The painful pleasure - Season 1 - Episode 40

Episode 6 years ago

The painful pleasure - Season 1 - Episode 40

☆☆

I was really surprised when i saw the result. I scored ’11’, while Moji had ’26’. That was the first test result. Moji has
shown to be a guru by having the highest score in the department.

The scores were bad generally, but 11 is rather on the extreme side. I went to my hostel really sad. I didn’t
even know how I was going to face Moji. I wrote post utme thrice to gain admission, but then I failed chemistry test. I’m
not really surprised that I failed the test, since I’ve only preoccupied myself with emotional issues from Aramide, to
Sandra to Moji. I didn’t tell any of my roommates about my
result since results are always confidential. I just kept calm,
as I was deeply thinking about the whole thing.

At first, I thought of breaking up with Moji, but I can’t just afford to do
that.

I saw Moji, she had seen the result already. “It’s fine dear”.


Moji said to me. She really encouraged me. I just told Moji how weak I was academically, and Moji became another Aramide for me except for the prayer part. We started
reading, preparing very hard for other tests and the exams. I really gained a lot from Moji. She taught me all the topics I
found difficult in Chemistry and Physics. She taught me shortcuts of knowing the tough names in zoology. Moji and I
were dating, quite alright, but all she did was to shield me and help me to become better academically.

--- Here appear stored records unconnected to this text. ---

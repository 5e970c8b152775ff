//! Big-endian length field conversion
//!
//! Payload lengths travel as either a 1-byte (short record) or 4-byte field.
//! Both directions are defined for arbitrary widths.

/// Interpret up to 8 bytes as a big-endian integer.
///
/// Longer inputs only use their last 8 bytes; shorter inputs are treated as
/// left-padded with zeros.
#[must_use]
pub fn bytes_to_u64(bytes: &[u8]) -> u64 {
    let tail = &bytes[bytes.len().saturating_sub(8)..];
    let mut buf = [0u8; 8];
    buf[8 - tail.len()..].copy_from_slice(tail);
    u64::from_be_bytes(buf)
}

/// Produce exactly `width` big-endian bytes for `value`.
///
/// Widths of 8 or more are left-padded with zeros; narrower widths keep the
/// least significant `width` bytes.
#[must_use]
pub fn u64_to_bytes(value: u64, width: usize) -> Vec<u8> {
    let be = value.to_be_bytes();
    if width >= 8 {
        let mut out = vec![0u8; width];
        out[width - 8..].copy_from_slice(&be);
        out
    } else {
        be[8 - width..].to_vec()
    }
}
//! DocChat API Server
//!
//! HTTP server for uploading PDFs and chatting with their contents.

use docchat_api::{create_router, state::AppState};
use docchat_core::config::AppConfig;
use std::sync::Arc;
use tracing_subscriber::EnvFilter;

#[tokio::main]
async fn main() -> anyhow::Result<()> {
    // Load configuration
    let config = AppConfig::from_env()?;

    // Initialize tracing; RUST_LOG wins over the configured level
    let filter = EnvFilter::try_from_default_env()
        .unwrap_or_else(|_| EnvFilter::new(&config.logging.level));
    let fmt = tracing_subscriber::fmt()
        .with_env_filter(filter)
        .with_file(config.logging.include_location)
        .with_line_number(config.logging.include_location);
    if config.logging.json_format {
        fmt.json().init();
    } else {
        fmt.init();
    }

    tokio::fs::create_dir_all(&config.storage.upload_dir).await?;

    let addr = format!("{}:{}", config.server.host, config.server.port);

    // Create application state
    let state = Arc::new(AppState::new(config)?);

    // Create router
    let app = create_router(state);

    // Start server
    let listener = tokio::net::TcpListener::bind(&addr).await?;
    tracing::info!("DocChat API server listening on http://{}", addr);

    axum::serve(listener, app).await?;

    Ok(())
}
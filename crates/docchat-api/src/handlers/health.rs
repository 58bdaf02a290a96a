//! Health check handler

use axum::{response::IntoResponse, Json};
use serde::Serialize;

/// Health check response
#[derive(Serialize)]
pub struct HealthResponse {
    pub status: String,
    pub version: String,
}

/// Liveness probe
pub async fn health_check() -> impl IntoResponse {
    Json(HealthResponse {
        status: "ok".to_string(),
        version: env!("CARGO_PKG_VERSION").to_string(),
    })
}
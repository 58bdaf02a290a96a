//! DocChat API - HTTP server for PDF chat
//!
//! Exposes upload, chat, listing, and deletion endpoints over axum, and
//! wires the retrieval pipeline into shared application state.

pub mod error;
pub mod handlers;
pub mod registry;
pub mod routes;
pub mod state;

#[cfg(any(test, feature = "test-utils"))]
pub mod test_utils;
#[cfg(any(test, feature = "test-utils"))]
pub use test_utils::create_router_for_testing;

use axum::extract::DefaultBodyLimit;
use axum::http::HeaderValue;
use axum::Router;
use std::sync::Arc;
use tower_http::cors::{AllowOrigin, Any, CorsLayer};
use tower_http::trace::TraceLayer;

use crate::state::AppState;

/// Build the application router with body limit, CORS, and request tracing
pub fn create_router(state: Arc<AppState>) -> Router {
    let max_body_size = state.config.server.max_body_size;
    let cors = state
        .config
        .server
        .cors_enabled
        .then(|| cors_layer(&state.config.server.cors_origins));

    let mut app = routes::api_routes()
        .layer(DefaultBodyLimit::max(max_body_size))
        .with_state(state)
        .layer(TraceLayer::new_for_http());

    if let Some(cors) = cors {
        app = app.layer(cors);
    }
    app
}

/// Permissive CORS unless explicit origins are configured
fn cors_layer(origins: &[String]) -> CorsLayer {
    if origins.is_empty() {
        return CorsLayer::permissive();
    }

    let parsed: Vec<HeaderValue> = origins.iter().filter_map(|o| o.parse().ok()).collect();
    CorsLayer::new()
        .allow_origin(AllowOrigin::list(parsed))
        .allow_methods(Any)
        .allow_headers(Any)
}
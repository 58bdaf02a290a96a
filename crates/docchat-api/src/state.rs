//! Application state management

use std::sync::Arc;

use docchat_core::config::AppConfig;
use docchat_core::Result;
use docchat_rag::PipelineBuilder;
use docchat_vector::{create_embedding_client, EmbeddingClient};

use crate::registry::{InMemoryRegistry, SessionRegistry};

/// Application state shared across handlers
pub struct AppState {
    /// Application configuration
    pub config: AppConfig,
    /// Registered documents and their pipelines
    pub registry: Box<dyn SessionRegistry>,
    /// Builds a pipeline for each uploaded document
    pub pipelines: PipelineBuilder,
}

impl AppState {
    /// Create application state from config, wiring the configured
    /// embedding provider into the pipeline builder
    pub fn new(config: AppConfig) -> Result<Self> {
        let embedder: Arc<dyn EmbeddingClient> =
            Arc::from(create_embedding_client(&config.embedding)?);
        let pipelines =
            PipelineBuilder::new(embedder, config.llm.clone(), config.rag.clone());

        Ok(Self {
            config,
            registry: Box::new(InMemoryRegistry::new()),
            pipelines,
        })
    }
}

#[cfg(test)]
mod tests {
    use super::*;

    #[test]
    fn test_state_from_default_config() {
        // The default config wires the keyless Ollama embedder, so state
        // construction succeeds without any environment
        let state = AppState::new(AppConfig::default()).unwrap();
        assert_eq!(state.config.server.port, 8080);
    }
}
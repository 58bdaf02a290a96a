//! Per-document pipeline: index a PDF, then answer questions against it
//!
//! `PipelineBuilder` holds the shared embedder and configuration; each
//! successful `build` produces an independent `RetrievalQa` handle backed by
//! that document's own on-disk vector index.

use std::path::Path;
use std::sync::Arc;
use std::time::Duration;

use docchat_core::{DocChatError, LlmClient, LlmConfig, RagConfig, Result};
use docchat_parser::{chunk_text, ChunkConfig, PdfLoader};
use docchat_vector::{ChunkVector, DiskIndex, EmbeddingClient, RetrievedChunk, VectorIndex};

use crate::llm::create_llm_client;
use crate::{PromptBuilder, ANSWER_SYSTEM_PROMPT};

// ============================================================================
// Pipeline Builder
// ============================================================================

/// Builds a `RetrievalQa` pipeline for each uploaded document
pub struct PipelineBuilder {
    embedder: Arc<dyn EmbeddingClient>,
    llm_config: LlmConfig,
    rag_config: RagConfig,
    llm_override: Option<Arc<dyn LlmClient>>,
}

impl PipelineBuilder {
    /// Create a new builder with the shared embedding client
    pub fn new(
        embedder: Arc<dyn EmbeddingClient>,
        llm_config: LlmConfig,
        rag_config: RagConfig,
    ) -> Self {
        Self {
            embedder,
            llm_config,
            rag_config,
            llm_override: None,
        }
    }

    /// Use a fixed LLM client instead of constructing one per build
    pub fn with_llm_client(mut self, llm: Arc<dyn LlmClient>) -> Self {
        self.llm_override = Some(llm);
        self
    }

    /// Index a PDF and return a ready question-answering handle.
    ///
    /// Extracts text, chunks it, embeds every chunk, and persists the vector
    /// index under `index_dir`. The LLM client is constructed here, per
    /// document, so a missing credential surfaces as a build failure rather
    /// than at the first question.
    pub async fn build(&self, pdf_path: &Path, index_dir: &Path) -> Result<RetrievalQa> {
        tracing::info!(path = %pdf_path.display(), "Processing PDF");

        // Text extraction is CPU-bound, keep it off the async reactor
        let path = pdf_path.to_path_buf();
        let loaded = tokio::task::spawn_blocking(move || PdfLoader::new().load(&path))
            .await
            .map_err(|e| DocChatError::ParseError(format!("Extraction task failed: {e}")))?
            .map_err(|e| DocChatError::ParseError(e.to_string()))?;

        let text = loaded.text();
        let chunk_config = ChunkConfig::new(self.rag_config.chunk_size, self.rag_config.chunk_overlap);
        let chunks = chunk_text(&text, &chunk_config);
        tracing::debug!(
            pages = loaded.page_count(),
            chunks = chunks.len(),
            "Document chunked"
        );

        let texts: Vec<String> = chunks.iter().map(|c| c.content.clone()).collect();
        let vectors = self.embedder.embed_batch(&texts).await?;

        let records: Vec<ChunkVector> = chunks
            .iter()
            .zip(vectors)
            .map(|(chunk, vector)| ChunkVector {
                chunk_index: chunk.index,
                content: chunk.content.clone(),
                vector,
            })
            .collect();

        let index = DiskIndex::build(
            index_dir,
            self.embedder.model(),
            self.embedder.dimension(),
            records,
        )?;
        tracing::info!(
            dir = %index_dir.display(),
            chunks = index.len(),
            "Vector index written"
        );

        let llm: Arc<dyn LlmClient> = match &self.llm_override {
            Some(llm) => llm.clone(),
            None => Arc::from(create_llm_client(&self.llm_config)?),
        };

        Ok(RetrievalQa::new(
            self.embedder.clone(),
            Arc::new(index),
            llm,
            &self.rag_config,
            Duration::from_secs(self.llm_config.timeout_secs),
        ))
    }
}

// ============================================================================
// Retrieval QA
// ============================================================================

/// Question answering over a single indexed document
pub struct RetrievalQa {
    embedder: Arc<dyn EmbeddingClient>,
    index: Arc<dyn VectorIndex>,
    llm: Arc<dyn LlmClient>,
    top_k: usize,
    max_context_length: usize,
    timeout: Duration,
}

impl RetrievalQa {
    /// Assemble a pipeline from its parts
    pub fn new(
        embedder: Arc<dyn EmbeddingClient>,
        index: Arc<dyn VectorIndex>,
        llm: Arc<dyn LlmClient>,
        config: &RagConfig,
        timeout: Duration,
    ) -> Self {
        Self {
            embedder,
            index,
            llm,
            top_k: config.top_k,
            max_context_length: config.max_context_length,
            timeout,
        }
    }

    /// Number of chunks in this document's index
    pub fn chunk_count(&self) -> usize {
        self.index.len()
    }

    /// Answer a question from the document's content
    pub async fn ask(&self, question: &str) -> Result<String> {
        let query_vector = self.embedder.embed(question).await?;

        let hits = self.index.search(&query_vector, self.top_k).await?;
        tracing::debug!(hits = hits.len(), "Retrieved context chunks");

        let prompt = self.build_prompt(question, &hits);

        tracing::info!(prompt_len = prompt.len(), "Calling LLM");
        let answer = tokio::time::timeout(self.timeout, self.llm.generate(&prompt))
            .await
            .map_err(|_| DocChatError::Timeout(self.timeout.as_secs()))??;
        tracing::info!(answer_len = answer.len(), "LLM response received");

        Ok(answer)
    }

    /// Assemble the generation prompt from retrieved chunks
    fn build_prompt(&self, question: &str, hits: &[RetrievedChunk]) -> String {
        let mut builder = PromptBuilder::new()
            .system(ANSWER_SYSTEM_PROMPT)
            .question(question)
            .add_instruction("Answer using only the information in the context")
            .add_instruction("Keep the answer short and suitable for reading aloud");

        let mut total_length = 0;
        for (i, hit) in hits.iter().enumerate() {
            if total_length + hit.content.len() > self.max_context_length {
                break;
            }
            builder = builder.add_context(format!("[{}]\n{}", i + 1, hit.content));
            total_length += hit.content.len();
        }

        builder.build()
    }
}

// ============================================================================
// Tests
// ============================================================================
//! Session registry for uploaded documents
//!
//! Maps each `pdf_id` to its document record and ready question-answering
//! pipeline. The registry abstracts over storage so tests and future
//! persistent backends share the handler code; the in-memory implementation
//! preserves insertion order, which fixes the order of `GET /pdfs`.

use std::sync::Arc;

use async_trait::async_trait;
use docchat_core::{PdfDocument, PdfSummary};
use docchat_rag::RetrievalQa;
use tokio::sync::RwLock;

/// A registered document and its pipeline
#[derive(Clone)]
pub struct RegisteredPdf {
    /// Document record
    pub doc: PdfDocument,
    /// Ready pipeline for answering questions about this document
    pub qa: Arc<RetrievalQa>,
}

/// Storage for active document sessions
#[async_trait]
pub trait SessionRegistry: Send + Sync {
    /// Register a document. Re-registering an existing id replaces the entry
    /// in place, keeping its position in the listing order.
    async fn register(&self, entry: RegisteredPdf);

    /// Look up a document by id
    async fn lookup(&self, id: &str) -> Option<RegisteredPdf>;

    /// All registered documents, oldest first
    async fn list(&self) -> Vec<PdfSummary>;

    /// Remove a document, returning its entry if it existed
    async fn remove(&self, id: &str) -> Option<RegisteredPdf>;
}

/// In-memory registry, lost on restart
#[derive(Default)]
pub struct InMemoryRegistry {
    entries: RwLock<Vec<RegisteredPdf>>,
}

impl InMemoryRegistry {
    pub fn new() -> Self {
        Self::default()
    }
}

#[async_trait]
impl SessionRegistry for InMemoryRegistry {
    async fn register(&self, entry: RegisteredPdf) {
        let mut entries = self.entries.write().await;
        match entries.iter().position(|e| e.doc.id == entry.doc.id) {
            Some(pos) => entries[pos] = entry,
            None => entries.push(entry),
        }
    }

    async fn lookup(&self, id: &str) -> Option<RegisteredPdf> {
        let entries = self.entries.read().await;
        entries.iter().find(|e| e.doc.id == id).cloned()
    }

    async fn list(&self) -> Vec<PdfSummary> {
        let entries = self.entries.read().await;
        entries.iter().map(|e| e.doc.summary()).collect()
    }

    async fn remove(&self, id: &str) -> Option<RegisteredPdf> {
        let mut entries = self.entries.write().await;
        let pos = entries.iter().position(|e| e.doc.id == id)?;
        Some(entries.remove(pos))
    }
}
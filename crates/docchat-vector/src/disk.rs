//! JSON-persisted per-document vector index
//!
//! Each uploaded document gets its own directory holding a single
//! `index.json` with every chunk's text and embedding vector. Search is a
//! linear cosine scan, which is adequate at per-document scale.

use std::path::{Path, PathBuf};

use async_trait::async_trait;
use docchat_core::{DocChatError, Result};
use serde::{Deserialize, Serialize};

use crate::{cosine_similarity, ChunkVector, RetrievedChunk, VectorIndex};

const INDEX_FILE: &str = "index.json";
const INDEX_FORMAT_VERSION: u32 = 1;

#[derive(Debug, Serialize, Deserialize)]
struct IndexFile {
    version: u32,
    model: String,
    dimension: usize,
    chunks: Vec<ChunkVector>,
}

/// On-disk vector index for a single document
pub struct DiskIndex {
    dir: PathBuf,
    model: String,
    dimension: usize,
    chunks: Vec<ChunkVector>,
}

impl DiskIndex {
    /// Build a new index from embedded chunks and persist it under `dir`
    pub fn build(
        dir: &Path,
        model: impl Into<String>,
        dimension: usize,
        chunks: Vec<ChunkVector>,
    ) -> Result<Self> {
        let model = model.into();

        for chunk in &chunks {
            if chunk.vector.len() != dimension {
                return Err(DocChatError::IndexError(format!(
                    "Chunk {} has dimension {}, expected {}",
                    chunk.chunk_index,
                    chunk.vector.len(),
                    dimension
                )));
            }
        }

        std::fs::create_dir_all(dir)?;

        let file = IndexFile {
            version: INDEX_FORMAT_VERSION,
            model: model.clone(),
            dimension,
            chunks,
        };
        let json = serde_json::to_string(&file)
            .map_err(|e| DocChatError::IndexError(format!("Failed to serialize index: {e}")))?;
        std::fs::write(dir.join(INDEX_FILE), json)?;

        Ok(Self {
            dir: dir.to_path_buf(),
            model,
            dimension,
            chunks: file.chunks,
        })
    }

    /// Open a previously persisted index
    pub fn open(dir: &Path) -> Result<Self> {
        let path = dir.join(INDEX_FILE);
        let json = std::fs::read_to_string(&path)?;

        let file: IndexFile = serde_json::from_str(&json).map_err(|e| {
            DocChatError::IndexError(format!(
                "Failed to parse index file {}: {e}",
                path.display()
            ))
        })?;

        if file.version != INDEX_FORMAT_VERSION {
            return Err(DocChatError::IndexError(format!(
                "Unsupported index format version {}",
                file.version
            )));
        }

        Ok(Self {
            dir: dir.to_path_buf(),
            model: file.model,
            dimension: file.dimension,
            chunks: file.chunks,
        })
    }

    /// Delete a persisted index directory
    pub fn remove(dir: &Path) -> Result<()> {
        if dir.exists() {
            std::fs::remove_dir_all(dir)?;
        }
        Ok(())
    }

    /// Directory this index is persisted under
    pub fn dir(&self) -> &Path {
        &self.dir
    }

    /// Embedding model the vectors were produced with
    pub fn model(&self) -> &str {
        &self.model
    }

    /// Vector dimension
    pub fn dimension(&self) -> usize {
        self.dimension
    }
}

#[async_trait]
impl VectorIndex for DiskIndex {
    async fn search(&self, query_vector: &[f32], limit: usize) -> Result<Vec<RetrievedChunk>> {
        if query_vector.len() != self.dimension {
            return Err(DocChatError::IndexError(format!(
                "Query dimension {} does not match index dimension {}",
                query_vector.len(),
                self.dimension
            )));
        }

        let mut scored: Vec<RetrievedChunk> = self
            .chunks
            .iter()
            .map(|chunk| RetrievedChunk {
                content: chunk.content.clone(),
                chunk_index: chunk.chunk_index,
                score: cosine_similarity(query_vector, &chunk.vector),
            })
            .collect();

        scored.sort_by(|a, b| {
            b.score
                .partial_cmp(&a.score)
                .unwrap_or(std::cmp::Ordering::Equal)
        });
        scored.truncate(limit);

        Ok(scored)
    }

    fn len(&self) -> usize {
        self.chunks.len()
    }
}

#[cfg(test)]
mod tests {
    use super::*;

    fn sample_chunks() -> Vec<ChunkVector> {
        vec![
            ChunkVector {
                chunk_index: 0,
                content: "the sky is blue".to_string(),
                vector: vec![1.0, 0.0, 0.0],
            },
            ChunkVector {
                chunk_index: 1,
                content: "grass is green".to_string(),
                vector: vec![0.0, 1.0, 0.0],
            },
            ChunkVector {
                chunk_index: 2,
                content: "roses are red".to_string(),
                vector: vec![0.0, 0.0, 1.0],
            },
        ]
    }

    #[tokio::test]
    async fn test_build_and_search() {
        let tmp = tempfile::tempdir().unwrap();
        let dir = tmp.path().join("doc_db_test");

        let index = DiskIndex::build(&dir, "test-model", 3, sample_chunks()).unwrap();
        assert_eq!(index.len(), 3);
        assert!(dir.join("index.json").exists());

        let results = index.search(&[0.9, 0.1, 0.0], 2).await.unwrap();
        assert_eq!(results.len(), 2);
        assert_eq!(results[0].content, "the sky is blue");
        assert!(results[0].score > results[1].score);
    }

    #[tokio::test]
    async fn test_open_returns_same_results() {
        let tmp = tempfile::tempdir().unwrap();
        let dir = tmp.path().join("doc_db_test");

        let built = DiskIndex::build(&dir, "test-model", 3, sample_chunks()).unwrap();
        let opened = DiskIndex::open(&dir).unwrap();

        assert_eq!(opened.model(), "test-model");
        assert_eq!(opened.dimension(), 3);
        assert_eq!(opened.len(), built.len());

        let query = [0.0, 1.0, 0.0];
        let from_built = built.search(&query, 3).await.unwrap();
        let from_opened = opened.search(&query, 3).await.unwrap();

        for (a, b) in from_built.iter().zip(from_opened.iter()) {
            assert_eq!(a.chunk_index, b.chunk_index);
            assert_eq!(a.score, b.score);
        }
    }

    #[tokio::test]
    async fn test_search_limit_larger_than_index() {
        let tmp = tempfile::tempdir().unwrap();
        let dir = tmp.path().join("doc_db_test");

        let index = DiskIndex::build(&dir, "test-model", 3, sample_chunks()).unwrap();
        let results = index.search(&[1.0, 1.0, 1.0], 10).await.unwrap();
        assert_eq!(results.len(), 3);
    }

    #[test]
    fn test_build_rejects_dimension_mismatch() {
        let tmp = tempfile::tempdir().unwrap();
        let dir = tmp.path().join("doc_db_test");

        let result = DiskIndex::build(&dir, "test-model", 4, sample_chunks());
        assert!(matches!(result, Err(DocChatError::IndexError(_))));
    }

    #[tokio::test]
    async fn test_search_rejects_dimension_mismatch() {
        let tmp = tempfile::tempdir().unwrap();
        let dir = tmp.path().join("doc_db_test");

        let index = DiskIndex::build(&dir, "test-model", 3, sample_chunks()).unwrap();
        let result = index.search(&[1.0, 0.0], 2).await;
        assert!(matches!(result, Err(DocChatError::IndexError(_))));
    }

    #[test]
    fn test_open_missing_index() {
        let tmp = tempfile::tempdir().unwrap();
        let result = DiskIndex::open(&tmp.path().join("nope"));
        assert!(matches!(result, Err(DocChatError::IoError(_))));
    }

    #[test]
    fn test_remove_deletes_directory() {
        let tmp = tempfile::tempdir().unwrap();
        let dir = tmp.path().join("doc_db_test");

        DiskIndex::build(&dir, "test-model", 3, sample_chunks()).unwrap();
        assert!(dir.exists());

        DiskIndex::remove(&dir).unwrap();
        assert!(!dir.exists());

        // Removing an absent directory is not an error
        DiskIndex::remove(&dir).unwrap();
    }
}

Aramide is totally gone, I see her sometimes, but we just wave at each
other. As for Sandra, after I paid her money, she left me for good. I believe she got herself a new ‘machine’. Since there
were more guys than girls in OAU. Moji was my ‘Aramide’,
she became just like Aramide was then. In fact better than
her.

My relationship with my roommates suffered. I was always going to read. I was so scared, I didn’t want to carry any
course. Moji is really brilliant, and as the Man, I needed to live up to expectations, by doing well academically also. I
became sure of myself. I was really ready to face all the exams.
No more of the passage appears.